Search code examples
pythonmachine-learningpytorchruntime-error

Result type cast error when doing calculations with Pytorch model parameters


When I ran the code below:

import torchvision

model = torchvision.models.densenet201(num_classes=10)
params = model.state_dict()
for var in params:
    params[var] *= 0.1

a RuntimeError was reported:

RuntimeError: result type Float can't be cast to the desired output type Long

But when I changed params[var] *= 0.1 to params[var] = params[var] * 0.1, the error disappears.

Why would this happen?

I thought params[var] *= 0.1 had the same effect as params[var] = params[var] * 0.1.


Solution

  • First, let us know the first long-type parameter in densenet201, you will find the features.norm0.num_batches_tracked which indicates the number of mini-batches during training used to calculate the mean and variance if there is BatchNormalization layer in the model. This parameter is a long-type number and cannot be float type because it behaves like a counter.
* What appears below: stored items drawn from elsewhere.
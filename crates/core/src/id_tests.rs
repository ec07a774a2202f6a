// SPDX-License-Identifier: BUSL-1.1
// Copyright (c) 2026 Alfred Jean LLC

use super::*;
use std::borrow::Borrow;
use std::collections::HashMap;

// --- define_id! macro tests ---

crate::define_id! {
    /// Test ID type for macro verification.
    pub struct TestId;
}

#[test]
fn define_id_new_and_as_str() {
    let id = TestId::new("abc");
    assert_eq!(id.as_str(), "abc");
}

#[test]
fn define_id_display() {
    let id = TestId::new("hello");
    assert_eq!(format!("{}", id), "hello");
    assert_eq!(id.to_string(), "hello");
}

#[test]
fn define_id_from_string() {
    let id: TestId = String::from("owned").into();
    assert_eq!(id.as_str(), "owned");
}

#[test]
fn define_id_from_str() {
    let id: TestId = "borrowed".into();
    assert_eq!(id.as_str(), "borrowed");
}

#[test]
fn define_id_partial_eq_str() {
    let id = TestId::new("test");
    assert_eq!(id, *"test");
    assert_eq!(id, "test");
}

#[test]
fn define_id_borrow_str() {
    let id = TestId::new("key");
    let borrowed: &str = id.borrow();
    assert_eq!(borrowed, "key");
}

#[test]
fn define_id_hash_map_lookup() {
    let mut map = HashMap::new();
    map.insert(TestId::new("k"), 42);
    assert_eq!(map.get("k"), Some(&42));
}

#[test]
fn define_id_clone_and_eq() {
    let id = TestId::new("x");
    let cloned = id.clone();
    assert_eq!(id, cloned);
}

#[test]
fn define_id_serde_roundtrip() {
    let id = TestId::new("serde-test");
    let json = serde_json::to_string(&id).unwrap();
    assert_eq!(json, "\"serde-test\"");
    let deserialized: TestId = serde_json::from_str(&json).unwrap();
    assert_eq!(deserialized, id);
}

// --- short() tests ---

#[test]
fn define_id_short_truncates() {
    let id = TestId::new("abcdefghijklmnop");
    assert_eq!(id.short(8), "abcdefgh");
}

#[test]
fn define_id_short_returns_full_when_shorter() {
    let id = TestId::new("abc");
    assert_eq!(id.short(8), "abc");
}

#[test]
fn define_id_short_returns_full_when_exact() {
    let id = TestId::new("abcdefgh");
    assert_eq!(id.short(8), "abcdefgh");
}

#[test]
fn short_id_trait_on_str() {
    use crate::id::ShortId;
    let s = "abcdefghijklmnop";
    assert_eq!(s.short(8), "abcdefgh");
    assert_eq!(s.short(100), s);
    assert_eq!("abc".short(8), "abc");
}

// --- IdGen tests ---

#[test]
fn uuid_gen_creates_unique_lowercase_hex_ids() {
    let id_gen = UuidIdGen;
    let id1 = id_gen.next();
    let id2 = id_gen.next();
    assert_ne!(id1, id2);
    assert_eq!(id1.len(), 32); // 128 bits as plain lowercase hex, no hyphens
    assert!(id1.chars().all(|c| c.is_ascii_hexdigit() && !c.is_uppercase()));
}

#[test]
fn sequential_gen_creates_predictable_ids() {
    let id_gen = SequentialIdGen::new("test");
    assert_eq!(id_gen.next(), format!("test-{:032x}", 1));
    assert_eq!(id_gen.next(), format!("test-{:032x}", 2));
    assert_eq!(id_gen.next(), format!("test-{:032x}", 3));
}

#[test]
fn sequential_gen_is_cloneable_and_shared() {
    let id_gen1 = SequentialIdGen::new("shared");
    let id_gen2 = id_gen1.clone();
    assert_eq!(id_gen1.next(), format!("shared-{:032x}", 1));
    assert_eq!(id_gen2.next(), format!("shared-{:032x}", 2));
    assert_eq!(id_gen1.next(), format!("shared-{:032x}", 3));
}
    Second, in PyTorch, there are two types of operations:

    • Non-Inplace operations: you assign the new output after calculation to a new copy from the variable, e.g. x = x + 1 or x = x / 2. The memory location of x before assignment not equal to the memory location after assignment because you have a copy from the original variable.
    • Inplace operations: when the calculations directly applied to the original copy of the variable without making any copy here e.g. x += 1 or x /= 2.

    Let's move to your example to understand what happened:

    1. Non-Inplcae operation:

      model = torchvision.models.densenet201(num_classes=10)
      params = model.state_dict()
      name = 'features.norm0.num_batches_tracked'
      
      print(id(params[name]))  # 140247785908560
      params[name] = params[name] + 0.1
      print(id(params[name]))  # 140247785908368  
      print(params[name].type()) # changed to torch.FloatTensor
      
    2. Inplace operation:

      print(id(params[name]))  # 140247785908560
      params[name] += 1
      print(id(params[name]))  # 140247785908560 
      print(params[name].type()) # still torch.LongTensor
      
      params[name] += 0.1     # you want to change the original copy type to float ,you got an error
      

    Finally, some remarks:

    • In-place operations save some memory, but can be problematic when computing derivatives because of an immediate loss of history. Hence, their use is discouraged. Source
    • You should be cautious when you decide to use in-place operations since they overwrite the original content.
    • If you use pandas, this is a bit similar to the inplace=True in pandas :).

    This is a good resource to read more about in-place operation source and read also this discussion source.